İşten çıkarmaların yaygınlaştığı ve çalışma yaşamının daha da esnekleştirilmek istendiği bu dönemde, işten çıkarmaların yasaklanması ve çalışma saatlerinin düşürülmesi talebi ısrarla savunulmalıdır. İşten çıkarmaların yasaklanması, siyasal bir taleptir ve muhatabı da siyasal iktidardır.

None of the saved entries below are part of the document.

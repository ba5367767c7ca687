//! Rule table ingestion.
//!
//! Reads semicolon-separated rule tables into [`RawRow`]s and parses the
//! specials mini-language.

pub mod columns;
pub mod reader;
pub mod specials;

pub use columns::{COLUMN_HEADINGS, Column};
pub use reader::{Header, RawRow, RuleTableReader, WidthAdjustment};
pub use specials::parse_specials;
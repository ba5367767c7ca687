//! Data model for reviewer batch job generation.
//!
//! Rules are authored as rows of a semicolon-separated table, validated into
//! [`Rule`] records and collected into a [`BatchJobDocument`].

pub mod check_kind;
pub mod document;
pub mod error;
pub mod options;
pub mod rule;
pub mod specials;
pub mod warning;

pub use check_kind::{CheckKind, ConfigKey, GeometryType, KnownKey};
pub use document::BatchJobDocument;
pub use error::{Result, RuleError, RuleField, SpecialsError};
pub use options::{ColumnPolicy, ConversionOptions, SpecialsPolicy};
pub use rule::{Check, DEFAULT_SEVERITY, FeatureClassRef, Rule};
pub use specials::Specials;
pub use warning::RowWarning;
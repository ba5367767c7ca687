//! CLI argument definitions for the batch job converter.

use std::path::PathBuf;

use clap::{Parser, Subcommand, ValueEnum};
use clap_verbosity_flag::{Verbosity, WarnLevel};
use colorchoice_clap::Color;

#[derive(Parser)]
#[command(
    name = "rbj",
    version,
    about = "Convert Data Reviewer rule tables into batch jobs",
    long_about = "Convert semicolon-separated Data Reviewer rule tables into\n\
                  reviewer batch job files (.rbj).\n\n\
                  Also generates standard rule tables from a feature class listing."
)]
pub struct Cli {
    #[command(subcommand)]
    pub command: Command,

    /// Adjust log verbosity (-v for debug, -vv for trace, -q for errors only).
    #[command(flatten)]
    pub verbosity: Verbosity<WarnLevel>,

    /// Control ANSI color output (auto, always, never).
    #[command(flatten)]
    pub color: Color,

    /// Explicit log level (overrides -v/-q flags).
    #[arg(long = "log-level", value_enum, global = true)]
    pub log_level: Option<LogLevelArg>,

    /// Log output format (pretty for human, json for machine parsing).
    #[arg(
        long = "log-format",
        value_enum,
        default_value = "pretty",
        global = true
    )]
    pub log_format: LogFormatArg,

    /// Write logs to a file instead of stderr.
    #[arg(long = "log-file", value_name = "PATH", global = true)]
    pub log_file: Option<PathBuf>,

    /// TOML file with batch job and conversion defaults.
    #[arg(long = "config", value_name = "PATH", global = true)]
    pub config: Option<PathBuf>,
}

#[derive(Subcommand)]
pub enum Command {
    /// Convert a rule table into a batch job file.
    Convert(ConvertArgs),

    /// Parse and validate a rule table without writing anything.
    Check(CheckArgs),

    /// List the supported check kinds.
    Kinds,

    /// Write standard rule tables for a feature class listing.
    Generate(GenerateArgs),
}

#[derive(Parser)]
pub struct ConvertArgs {
    /// Rule table to convert.
    #[arg(value_name = "INPUT")]
    pub input: PathBuf,

    /// Geodatabase the checks run against.
    #[arg(long = "database", value_name = "PATH")]
    pub database: Option<String>,

    /// Output file (default: <INPUT> with extension .rbj).
    #[arg(long = "output", short = 'o', value_name = "PATH")]
    pub output: Option<PathBuf>,

    /// Batch job name (default: output file name).
    #[arg(long = "name", value_name = "NAME")]
    pub name: Option<String>,

    /// Pad or truncate rows whose width differs from the header.
    #[arg(long = "lenient-columns")]
    pub lenient_columns: bool,

    /// Reject specials keys the check kind does not use.
    #[arg(long = "strict-specials")]
    pub strict_specials: bool,

    /// Convert and report without writing the output file.
    #[arg(long = "dry-run")]
    pub dry_run: bool,
}

#[derive(Parser)]
pub struct CheckArgs {
    /// Rule table to check.
    #[arg(value_name = "INPUT")]
    pub input: PathBuf,

    /// Print the parsed document as JSON.
    #[arg(long = "json")]
    pub json: bool,

    /// Pad or truncate rows whose width differs from the header.
    #[arg(long = "lenient-columns")]
    pub lenient_columns: bool,

    /// Reject specials keys the check kind does not use.
    #[arg(long = "strict-specials")]
    pub strict_specials: bool,
}

#[derive(Parser)]
pub struct GenerateArgs {
    /// Feature class listing (name;shape;dataset).
    #[arg(value_name = "FEATURE_CLASSES")]
    pub feature_classes: PathBuf,

    /// Directory for the generated tables (default: current directory).
    #[arg(long = "output-dir", value_name = "DIR")]
    pub output_dir: Option<PathBuf>,

    /// Also convert each generated table into a batch job.
    #[arg(long = "convert")]
    pub convert: bool,

    /// Geodatabase for converted batch jobs.
    #[arg(long = "database", value_name = "PATH")]
    pub database: Option<String>,
}

/// CLI log level choices.
#[derive(Clone, Copy, ValueEnum)]
pub enum LogLevelArg {
    Error,
    Warn,
    Info,
    Debug,
    Trace,
}

/// CLI log format choices.
#[derive(Clone, Copy, ValueEnum)]
pub enum LogFormatArg {
    Pretty,
    Compact,
    Json,
}
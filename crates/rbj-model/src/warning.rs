use std::fmt;

use serde::{Deserialize, Serialize};

/// A non-fatal finding about a rule table row.
#[derive(Debug, Clone, PartialEq, Eq, Serialize, Deserialize)]
pub struct RowWarning {
    pub line: u64,
    pub message: String,
}

impl RowWarning {
    pub fn new(line: u64, message: impl Into<String>) -> Self {
        Self {
            line,
            message: message.into(),
        }
    }
}

impl fmt::Display for RowWarning {
    fn fmt(&self, f: &mut fmt::Formatter<'_>) -> fmt::Result {
        write!(f, "line {}: {}", self.line, self.message)
    }
}
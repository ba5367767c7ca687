//! Validated rule records.

use serde::{Deserialize, Serialize};

use crate::check_kind::CheckKind;
use crate::specials::Specials;

/// Severity written when the rule table leaves the column empty.
pub const DEFAULT_SEVERITY: &str = "3";

/// A feature class reference with its optional selection.
#[derive(Debug, Clone, PartialEq, Eq, Serialize, Deserialize)]
pub struct FeatureClassRef {
    /// Feature class name (e.g., "Roads").
    pub name: String,
    /// Subtype selector, attached verbatim.
    #[serde(default, skip_serializing_if = "Option::is_none")]
    pub subtype: Option<String>,
    /// SQL where-clause, attached verbatim.
    #[serde(default, skip_serializing_if = "Option::is_none")]
    pub where_clause: Option<String>,
}

impl FeatureClassRef {
    pub fn new(name: impl Into<String>) -> Self {
        Self {
            name: name.into(),
            subtype: None,
            where_clause: None,
        }
    }

    pub fn with_subtype(mut self, subtype: impl Into<String>) -> Self {
        self.subtype = Some(subtype.into());
        self
    }

    pub fn with_where_clause(mut self, where_clause: impl Into<String>) -> Self {
        self.where_clause = Some(where_clause.into());
        self
    }
}

/// Check-kind specific part of a rule.
///
/// Each variant carries only the data meaningful to its kind, so a rule
/// that exists always has what its kind requires.
#[derive(Debug, Clone, PartialEq, Eq, Serialize, Deserialize)]
#[serde(tag = "kind")]
pub enum Check {
    InvalidGeometry,
    MultipartLine,
    MultipartPolygon,
    NonLinearSegment,
    PolylineClosesOnSelf,
    DuplicateGeometry {
        #[serde(default, skip_serializing_if = "Option::is_none")]
        secondary: Option<FeatureClassRef>,
    },
    DuplicateVertex {
        #[serde(default, skip_serializing_if = "Option::is_none")]
        tolerance: Option<String>,
        #[serde(default, skip_serializing_if = "Option::is_none")]
        tolerance_units: Option<String>,
    },
    #[serde(rename = "UniqueID")]
    UniqueId { field: String },
    GeometryOnGeometry {
        secondary: FeatureClassRef,
        relation: String,
    },
}

impl Check {
    pub fn kind(&self) -> CheckKind {
        match self {
            Check::InvalidGeometry => CheckKind::InvalidGeometry,
            Check::MultipartLine => CheckKind::MultipartLine,
            Check::MultipartPolygon => CheckKind::MultipartPolygon,
            Check::NonLinearSegment => CheckKind::NonLinearSegment,
            Check::PolylineClosesOnSelf => CheckKind::PolylineClosesOnSelf,
            Check::DuplicateGeometry { .. } => CheckKind::DuplicateGeometry,
            Check::DuplicateVertex { .. } => CheckKind::DuplicateVertex,
            Check::UniqueId { .. } => CheckKind::UniqueId,
            Check::GeometryOnGeometry { .. } => CheckKind::GeometryOnGeometry,
        }
    }

    /// Secondary feature class, for kinds that compare two inputs.
    pub fn secondary(&self) -> Option<&FeatureClassRef> {
        match self {
            Check::GeometryOnGeometry { secondary, .. } => Some(secondary),
            Check::DuplicateGeometry { secondary } => secondary.as_ref(),
            _ => None,
        }
    }
}

/// A validated rule, ready to be written to a batch job.
#[derive(Debug, Clone, PartialEq, Eq, Serialize, Deserialize)]
pub struct Rule {
    /// Line of the rule table the rule came from.
    pub source_line: u64,
    #[serde(default, skip_serializing_if = "Option::is_none")]
    pub title: Option<String>,
    #[serde(default, skip_serializing_if = "Option::is_none")]
    pub notes: Option<String>,
    pub severity: String,
    pub primary: FeatureClassRef,
    pub check: Check,
    #[serde(default, skip_serializing_if = "Specials::is_empty")]
    pub specials: Specials,
}

impl Rule {
    /// Creates a rule with default severity and no title, notes or specials.
    pub fn new(source_line: u64, primary: FeatureClassRef, check: Check) -> Self {
        Self {
            source_line,
            title: None,
            notes: None,
            severity: DEFAULT_SEVERITY.to_string(),
            primary,
            check,
            specials: Specials::default(),
        }
    }

    pub fn kind(&self) -> CheckKind {
        self.check.kind()
    }

    pub fn secondary(&self) -> Option<&FeatureClassRef> {
        self.check.secondary()
    }

    /// Title to display in the reviewer, falling back to "<fc> <kind>".
    pub fn display_title(&self) -> String {
        match self.title.as_deref() {
            Some(title) if !title.trim().is_empty() => title.to_string(),
            _ => format!(
                "{} {}",
                self.primary.name,
                self.kind().as_str().to_lowercase()
            ),
        }
    }
}
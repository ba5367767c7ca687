use std::fs;

use rbj_core::{assemble, convert_path, convert_reader};
use rbj_ingest::RawRow;
use rbj_model::{
    Check, CheckKind, ConversionOptions, KnownKey, RuleError, RuleField,
};
use tempfile::TempDir;

const HEADER: &str = ";ckind;fcA;fcB;subtype;sql;specials\n";

fn convert(body: &str) -> Result<rbj_core::Assembly, RuleError> {
    let input = format!("{HEADER}{body}");
    convert_reader(input.as_bytes(), &ConversionOptions::default())
}

#[test]
fn invalid_geometry_row_becomes_rule() {
    let assembly = convert("x;InvalidGeometry;Roads;;;;\n").expect("convert");
    let rules = assembly.document.rules();
    assert_eq!(rules.len(), 1);
    assert_eq!(rules[0].kind(), CheckKind::InvalidGeometry);
    assert_eq!(rules[0].primary.name, "Roads");
    assert_eq!(rules[0].source_line, 2);
    assert!(assembly.warnings.is_empty());
}

#[test]
fn geometry_on_geometry_row_keeps_specials() {
    let assembly = convert("x;GeometryOnGeometry;Roads;Parcels;;;relation=Within\n").expect("convert");
    let rule = &assembly.document.rules()[0];
    assert_eq!(rule.specials.get("relation"), Some("Within"));
    assert_eq!(rule.specials.len(), 1);
    match &rule.check {
        Check::GeometryOnGeometry {
            secondary,
            relation,
        } => {
            assert_eq!(secondary.name, "Parcels");
            assert_eq!(relation, "Within");
        }
        other => panic!("unexpected check: {other:?}"),
    }
}

#[test]
fn comment_row_is_excluded() {
    let assembly = convert(";GeometryOnGeometry;Roads;Parcels;;;relation=Within\n").expect("convert");
    assert!(assembly.document.is_empty());
}

#[test]
fn geometry_on_geometry_without_relation_fails() {
    let err = convert("x;GeometryOnGeometry;Roads;Parcels;;;\n").unwrap_err();
    match err {
        RuleError::MissingRequiredField { line, kind, field } => {
            assert_eq!(line, 2);
            assert_eq!(kind, CheckKind::GeometryOnGeometry);
            assert_eq!(field, RuleField::Special(KnownKey::Relation));
            assert_eq!(field.as_str(), "relation");
        }
        other => panic!("unexpected error: {other}"),
    }
}

#[test]
fn unique_id_without_field_fails() {
    let err = convert("x;UniqueID;Buildings;;;;\n").unwrap_err();
    assert!(matches!(
        err,
        RuleError::MissingRequiredField {
            kind: CheckKind::UniqueId,
            field: RuleField::Special(KnownKey::Field),
            ..
        }
    ));
}

#[test]
fn rule_count_matches_data_rows_in_order() {
    let body = "\
x;InvalidGeometry;Roads;;;;
;InvalidGeometry;Commented;;;;
x;Multipart Line;Rivers;;;;
x;DuplicateGeometry;Lakes;Lakes;;;
x;Duplicate Vertex;Coast;;;;Tolerance=5,ToleranceUnits=cm
x;Unique ID;Buildings;;;;Field=LOKALID
";
    let assembly = convert(body).expect("convert");
    let names: Vec<&str> = assembly
        .document
        .iter()
        .map(|rule| rule.primary.name.as_str())
        .collect();
    assert_eq!(names, vec!["Roads", "Rivers", "Lakes", "Coast", "Buildings"]);
    let lines: Vec<u64> = assembly.document.iter().map(|rule| rule.source_line).collect();
    assert_eq!(lines, vec![2, 4, 5, 6, 7]);
}

#[test]
fn first_failing_row_aborts_with_its_line() {
    let body = "\
x;InvalidGeometry;Roads;;;;
x;Overlap Check;Roads;;;;
x;UniqueID;Buildings;;;;
";
    let err = convert(body).unwrap_err();
    assert!(matches!(err, RuleError::UnknownCheckKind { line: 3, ref value } if value == "Overlap Check"));
}

#[test]
fn strict_policy_rejects_short_rows() {
    let err = convert("x;InvalidGeometry;Roads\n").unwrap_err();
    assert!(matches!(err, RuleError::MalformedRow { line: 2, .. }));
}

#[test]
fn lenient_policy_pads_and_warns() {
    let input = format!("{HEADER}x;InvalidGeometry;Roads\n");
    let assembly =
        convert_reader(input.as_bytes(), &ConversionOptions::lenient()).expect("convert");
    assert_eq!(assembly.document.len(), 1);
    assert_eq!(assembly.warnings.len(), 1);
    assert_eq!(assembly.warnings[0].line, 2);
    assert!(assembly.warnings[0].message.contains("expected 7 cells, found 3"));
}

#[test]
fn ignored_secondary_is_reported_as_warning() {
    let assembly = convert("x;InvalidGeometry;Roads;Parcels;;;\n").expect("convert");
    assert_eq!(assembly.document.len(), 1);
    assert_eq!(assembly.warnings.len(), 1);
    assert!(assembly.warnings[0].to_string().starts_with("line 2:"));
}

#[test]
fn empty_table_yields_empty_document() {
    let assembly = convert_reader("".as_bytes(), &ConversionOptions::default()).expect("convert");
    assert!(assembly.document.is_empty());
}

#[test]
fn assemble_propagates_reader_errors() {
    let rows = vec![Err(RuleError::MalformedRow {
        line: 9,
        message: "bad".to_string(),
    })];
    let err = assemble(rows).unwrap_err();
    assert_eq!(err.line(), Some(9));
}

#[test]
fn assemble_accepts_prebuilt_rows() {
    let row = RawRow {
        line: 3,
        cells: vec![
            ("type".to_string(), "Multipart Polygon".to_string()),
            ("fc1".to_string(), "Lakes".to_string()),
        ],
        adjustment: None,
    };
    let assembly = assemble(vec![Ok(row)]).expect("assemble");
    assert_eq!(
        assembly.document.kind_counts(),
        vec![(CheckKind::MultipartPolygon, 1)]
    );
}

#[test]
fn converts_table_from_path() {
    let dir = TempDir::new().expect("temp dir");
    let path = dir.path().join("rules.csv");
    fs::write(
        &path,
        "type;title;fc1;fcs1;sql1;fc2;fcs2;sql2;severity;notes;specials\n\
         Geometry on Geometry;Roads in water;Roads;;;Lakes;;;1;check bridges;relation=not intersects\n",
    )
    .expect("write table");

    let assembly = convert_path(&path, &ConversionOptions::default()).expect("convert");
    let rule = &assembly.document.rules()[0];
    assert_eq!(rule.title.as_deref(), Some("Roads in water"));
    assert_eq!(rule.notes.as_deref(), Some("check bridges"));
    assert_eq!(rule.severity, "1");
    assert_eq!(rule.secondary().map(|s| s.name.as_str()), Some("Lakes"));
}
//! CLI library components for the batch job converter.

pub mod config;
pub mod logging;
pub mod pipeline;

Sendikalardaki anlayış değişimi, ancak pratiğiyle örtüştüğü oranda gerçekleşebilir. Yöneticisinden temsilcisine, üyesinden personeline kadar süreci izleyen değil, onu değiştirmek üzere aktif bir tutum içerisine girilebildiği ve bu yönde çaba gösterildiği oranda alışkanlıkların yarattığı anlayışlar da aşılmaya başlanacaktır. Bunun en önemli ayağı ise mücadele içerisinde bulunan işçi mücadeleleri ile o mücadeleyi başarıya ulaştıracak bir dayanışma pratiğinin sergilenmesidir. Bu dönemde ne kadar örgütlü olursa olsun tek tek işyerlerinin ya da sendikaların kendi başlarına kazanım elde etme olanakları çok azdır. Ancak kayıplar, sadece o işyerinin ya da o sendikanın olmamakta, işçi sınıfı mücadelesinin hanesine yazılmaktadır. İşçi sınıfı mücadelesinin özünde var olan dayanışma ruhu, sendikalar tarafından somut pratiklere dönüşebilmelidir.
Patron örgütlerinin cesaretle dile getirebildiği “Artık beklemeye tahammülümüz kalmamıştır” çıkışı karşısında emek cephesi, fabrikalardan atılmış işçilerin isyanlarını kendi sesi haline getirerek yüksek sesle dillendirebilmelidir!